◆ PROBLEM TO SOLVE: Select, from the data, each line where "matched" occurs.
================================
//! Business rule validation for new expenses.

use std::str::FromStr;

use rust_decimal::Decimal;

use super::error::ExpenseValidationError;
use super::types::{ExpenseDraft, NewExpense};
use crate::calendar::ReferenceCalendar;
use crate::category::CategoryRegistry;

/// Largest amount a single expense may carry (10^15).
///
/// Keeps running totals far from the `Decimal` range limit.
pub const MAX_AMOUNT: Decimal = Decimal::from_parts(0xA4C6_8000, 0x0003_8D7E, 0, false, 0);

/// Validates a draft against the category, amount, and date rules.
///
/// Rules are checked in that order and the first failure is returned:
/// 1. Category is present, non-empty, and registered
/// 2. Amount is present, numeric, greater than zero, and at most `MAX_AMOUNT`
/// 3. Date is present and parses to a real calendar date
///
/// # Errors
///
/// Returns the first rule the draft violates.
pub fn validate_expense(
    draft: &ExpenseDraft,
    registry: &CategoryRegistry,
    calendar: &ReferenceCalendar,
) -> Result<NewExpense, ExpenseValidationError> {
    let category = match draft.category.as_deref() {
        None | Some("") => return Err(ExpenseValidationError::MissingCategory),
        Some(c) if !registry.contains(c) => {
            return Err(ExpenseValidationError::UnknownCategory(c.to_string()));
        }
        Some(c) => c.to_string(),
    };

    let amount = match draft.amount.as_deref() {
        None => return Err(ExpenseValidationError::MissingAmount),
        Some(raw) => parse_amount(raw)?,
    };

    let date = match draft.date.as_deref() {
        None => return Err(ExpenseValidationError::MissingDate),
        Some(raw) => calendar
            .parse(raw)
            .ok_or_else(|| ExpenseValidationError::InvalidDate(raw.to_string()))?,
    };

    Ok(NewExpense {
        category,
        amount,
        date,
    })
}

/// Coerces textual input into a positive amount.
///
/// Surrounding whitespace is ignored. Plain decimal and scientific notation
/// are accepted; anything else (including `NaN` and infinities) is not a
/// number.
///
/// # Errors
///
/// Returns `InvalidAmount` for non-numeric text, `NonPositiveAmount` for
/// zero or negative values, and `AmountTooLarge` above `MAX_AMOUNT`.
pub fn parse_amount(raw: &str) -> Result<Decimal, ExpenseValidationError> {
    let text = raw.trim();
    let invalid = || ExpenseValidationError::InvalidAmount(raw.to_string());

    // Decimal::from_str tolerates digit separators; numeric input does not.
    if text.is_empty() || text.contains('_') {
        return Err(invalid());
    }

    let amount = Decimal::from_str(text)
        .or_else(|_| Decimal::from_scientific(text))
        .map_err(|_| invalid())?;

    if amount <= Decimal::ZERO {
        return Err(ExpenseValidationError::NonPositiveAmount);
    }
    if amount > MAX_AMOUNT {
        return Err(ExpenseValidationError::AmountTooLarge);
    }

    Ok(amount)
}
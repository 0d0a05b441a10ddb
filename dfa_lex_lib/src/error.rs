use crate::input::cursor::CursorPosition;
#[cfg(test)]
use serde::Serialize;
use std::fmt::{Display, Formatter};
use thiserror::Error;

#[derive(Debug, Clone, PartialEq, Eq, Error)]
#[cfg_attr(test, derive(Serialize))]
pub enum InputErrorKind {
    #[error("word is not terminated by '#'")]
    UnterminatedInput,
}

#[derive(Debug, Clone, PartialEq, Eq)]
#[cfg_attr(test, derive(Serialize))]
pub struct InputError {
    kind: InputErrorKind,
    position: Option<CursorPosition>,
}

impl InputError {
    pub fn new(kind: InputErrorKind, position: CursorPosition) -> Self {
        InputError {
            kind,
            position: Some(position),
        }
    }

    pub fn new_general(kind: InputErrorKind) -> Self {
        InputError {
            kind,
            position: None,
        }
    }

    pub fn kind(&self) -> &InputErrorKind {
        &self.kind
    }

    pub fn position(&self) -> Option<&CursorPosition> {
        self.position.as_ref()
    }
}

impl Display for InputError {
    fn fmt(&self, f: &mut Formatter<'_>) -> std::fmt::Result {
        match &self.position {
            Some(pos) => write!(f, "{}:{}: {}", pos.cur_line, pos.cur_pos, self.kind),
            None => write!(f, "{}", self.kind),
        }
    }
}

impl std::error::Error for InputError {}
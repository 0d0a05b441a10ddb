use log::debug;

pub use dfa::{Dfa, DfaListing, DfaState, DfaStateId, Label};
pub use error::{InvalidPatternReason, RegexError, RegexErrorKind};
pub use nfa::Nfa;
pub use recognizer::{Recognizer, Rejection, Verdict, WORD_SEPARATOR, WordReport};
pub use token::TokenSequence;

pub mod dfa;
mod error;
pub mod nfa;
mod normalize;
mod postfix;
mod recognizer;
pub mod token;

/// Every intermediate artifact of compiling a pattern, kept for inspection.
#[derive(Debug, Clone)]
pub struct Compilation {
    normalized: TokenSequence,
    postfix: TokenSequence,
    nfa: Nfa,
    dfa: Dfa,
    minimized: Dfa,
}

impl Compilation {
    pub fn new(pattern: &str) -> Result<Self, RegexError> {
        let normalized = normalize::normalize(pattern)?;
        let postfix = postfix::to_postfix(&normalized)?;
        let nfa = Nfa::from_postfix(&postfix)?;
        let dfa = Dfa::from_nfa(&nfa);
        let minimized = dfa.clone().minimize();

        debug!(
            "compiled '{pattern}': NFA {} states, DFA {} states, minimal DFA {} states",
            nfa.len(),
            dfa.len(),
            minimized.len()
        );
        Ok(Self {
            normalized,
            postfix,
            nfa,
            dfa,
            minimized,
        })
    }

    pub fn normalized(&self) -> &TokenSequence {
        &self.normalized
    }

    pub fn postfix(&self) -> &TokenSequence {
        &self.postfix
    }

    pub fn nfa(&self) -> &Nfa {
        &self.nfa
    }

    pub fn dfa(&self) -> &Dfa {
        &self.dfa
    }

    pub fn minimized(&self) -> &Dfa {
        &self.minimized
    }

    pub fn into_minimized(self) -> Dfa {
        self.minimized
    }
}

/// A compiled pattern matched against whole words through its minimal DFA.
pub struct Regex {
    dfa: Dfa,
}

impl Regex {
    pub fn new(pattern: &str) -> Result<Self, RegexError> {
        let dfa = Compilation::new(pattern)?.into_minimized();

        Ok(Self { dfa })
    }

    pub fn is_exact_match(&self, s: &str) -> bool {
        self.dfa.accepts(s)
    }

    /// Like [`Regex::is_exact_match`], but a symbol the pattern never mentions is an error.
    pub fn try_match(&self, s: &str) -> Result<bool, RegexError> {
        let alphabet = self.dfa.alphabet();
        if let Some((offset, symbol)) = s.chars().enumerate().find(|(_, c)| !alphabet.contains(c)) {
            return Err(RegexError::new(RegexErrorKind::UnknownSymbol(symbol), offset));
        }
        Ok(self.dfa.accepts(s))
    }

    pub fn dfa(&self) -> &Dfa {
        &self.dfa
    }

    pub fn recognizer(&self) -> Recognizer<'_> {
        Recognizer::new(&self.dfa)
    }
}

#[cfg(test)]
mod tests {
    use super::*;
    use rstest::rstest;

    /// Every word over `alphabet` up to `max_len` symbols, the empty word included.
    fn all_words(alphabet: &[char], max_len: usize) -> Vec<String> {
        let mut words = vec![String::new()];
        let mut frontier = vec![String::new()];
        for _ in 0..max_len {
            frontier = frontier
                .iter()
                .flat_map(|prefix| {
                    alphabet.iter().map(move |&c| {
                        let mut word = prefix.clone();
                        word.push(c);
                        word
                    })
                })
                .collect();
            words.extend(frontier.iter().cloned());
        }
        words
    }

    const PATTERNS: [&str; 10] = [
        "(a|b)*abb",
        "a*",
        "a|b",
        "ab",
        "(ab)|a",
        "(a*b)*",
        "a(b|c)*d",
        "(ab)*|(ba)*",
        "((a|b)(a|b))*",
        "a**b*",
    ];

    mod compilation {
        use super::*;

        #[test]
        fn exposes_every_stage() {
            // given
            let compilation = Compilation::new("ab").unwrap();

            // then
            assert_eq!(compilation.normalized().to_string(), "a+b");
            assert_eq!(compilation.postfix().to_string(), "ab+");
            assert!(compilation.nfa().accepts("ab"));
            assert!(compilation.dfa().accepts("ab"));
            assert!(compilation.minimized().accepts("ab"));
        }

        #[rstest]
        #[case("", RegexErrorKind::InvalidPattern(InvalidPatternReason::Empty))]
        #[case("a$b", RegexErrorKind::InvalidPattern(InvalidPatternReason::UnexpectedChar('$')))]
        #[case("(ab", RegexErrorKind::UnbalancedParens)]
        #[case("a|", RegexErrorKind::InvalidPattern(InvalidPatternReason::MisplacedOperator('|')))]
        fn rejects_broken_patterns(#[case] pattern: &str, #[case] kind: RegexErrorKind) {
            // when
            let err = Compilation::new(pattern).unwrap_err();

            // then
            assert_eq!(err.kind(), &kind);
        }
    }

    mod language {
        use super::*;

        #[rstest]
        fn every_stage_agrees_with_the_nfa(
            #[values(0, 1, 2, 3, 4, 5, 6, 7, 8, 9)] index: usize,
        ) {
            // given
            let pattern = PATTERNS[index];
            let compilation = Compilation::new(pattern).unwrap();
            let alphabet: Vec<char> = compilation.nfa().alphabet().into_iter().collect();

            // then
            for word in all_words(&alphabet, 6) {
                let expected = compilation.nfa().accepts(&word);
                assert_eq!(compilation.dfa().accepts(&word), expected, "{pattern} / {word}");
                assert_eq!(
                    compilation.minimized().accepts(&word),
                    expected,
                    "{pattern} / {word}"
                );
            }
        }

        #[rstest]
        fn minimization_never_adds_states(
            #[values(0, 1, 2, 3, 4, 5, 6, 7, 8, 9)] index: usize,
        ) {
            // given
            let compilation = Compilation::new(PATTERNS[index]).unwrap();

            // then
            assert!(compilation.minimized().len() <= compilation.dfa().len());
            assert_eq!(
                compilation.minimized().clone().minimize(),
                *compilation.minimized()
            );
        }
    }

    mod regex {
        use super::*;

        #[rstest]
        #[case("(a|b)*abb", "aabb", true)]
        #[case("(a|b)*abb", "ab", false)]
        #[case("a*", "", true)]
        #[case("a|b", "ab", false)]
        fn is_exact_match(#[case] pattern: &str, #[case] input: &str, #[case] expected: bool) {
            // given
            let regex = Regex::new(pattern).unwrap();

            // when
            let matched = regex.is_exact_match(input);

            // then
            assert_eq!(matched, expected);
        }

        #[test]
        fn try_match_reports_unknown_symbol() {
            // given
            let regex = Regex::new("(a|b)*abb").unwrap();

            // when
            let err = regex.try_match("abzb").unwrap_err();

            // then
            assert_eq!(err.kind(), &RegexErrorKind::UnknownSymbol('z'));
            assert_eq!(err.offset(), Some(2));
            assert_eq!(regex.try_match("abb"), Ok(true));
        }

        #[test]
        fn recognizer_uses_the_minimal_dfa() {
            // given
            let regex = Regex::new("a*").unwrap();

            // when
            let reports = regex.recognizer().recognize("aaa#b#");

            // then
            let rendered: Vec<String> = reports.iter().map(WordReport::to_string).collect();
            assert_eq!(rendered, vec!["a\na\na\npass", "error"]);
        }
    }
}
================================
◆ RESULT:
/// A compiled pattern matched against whole words through its minimal DFA.
            let matched = regex.is_exact_match(input);
            assert_eq!(matched, expected);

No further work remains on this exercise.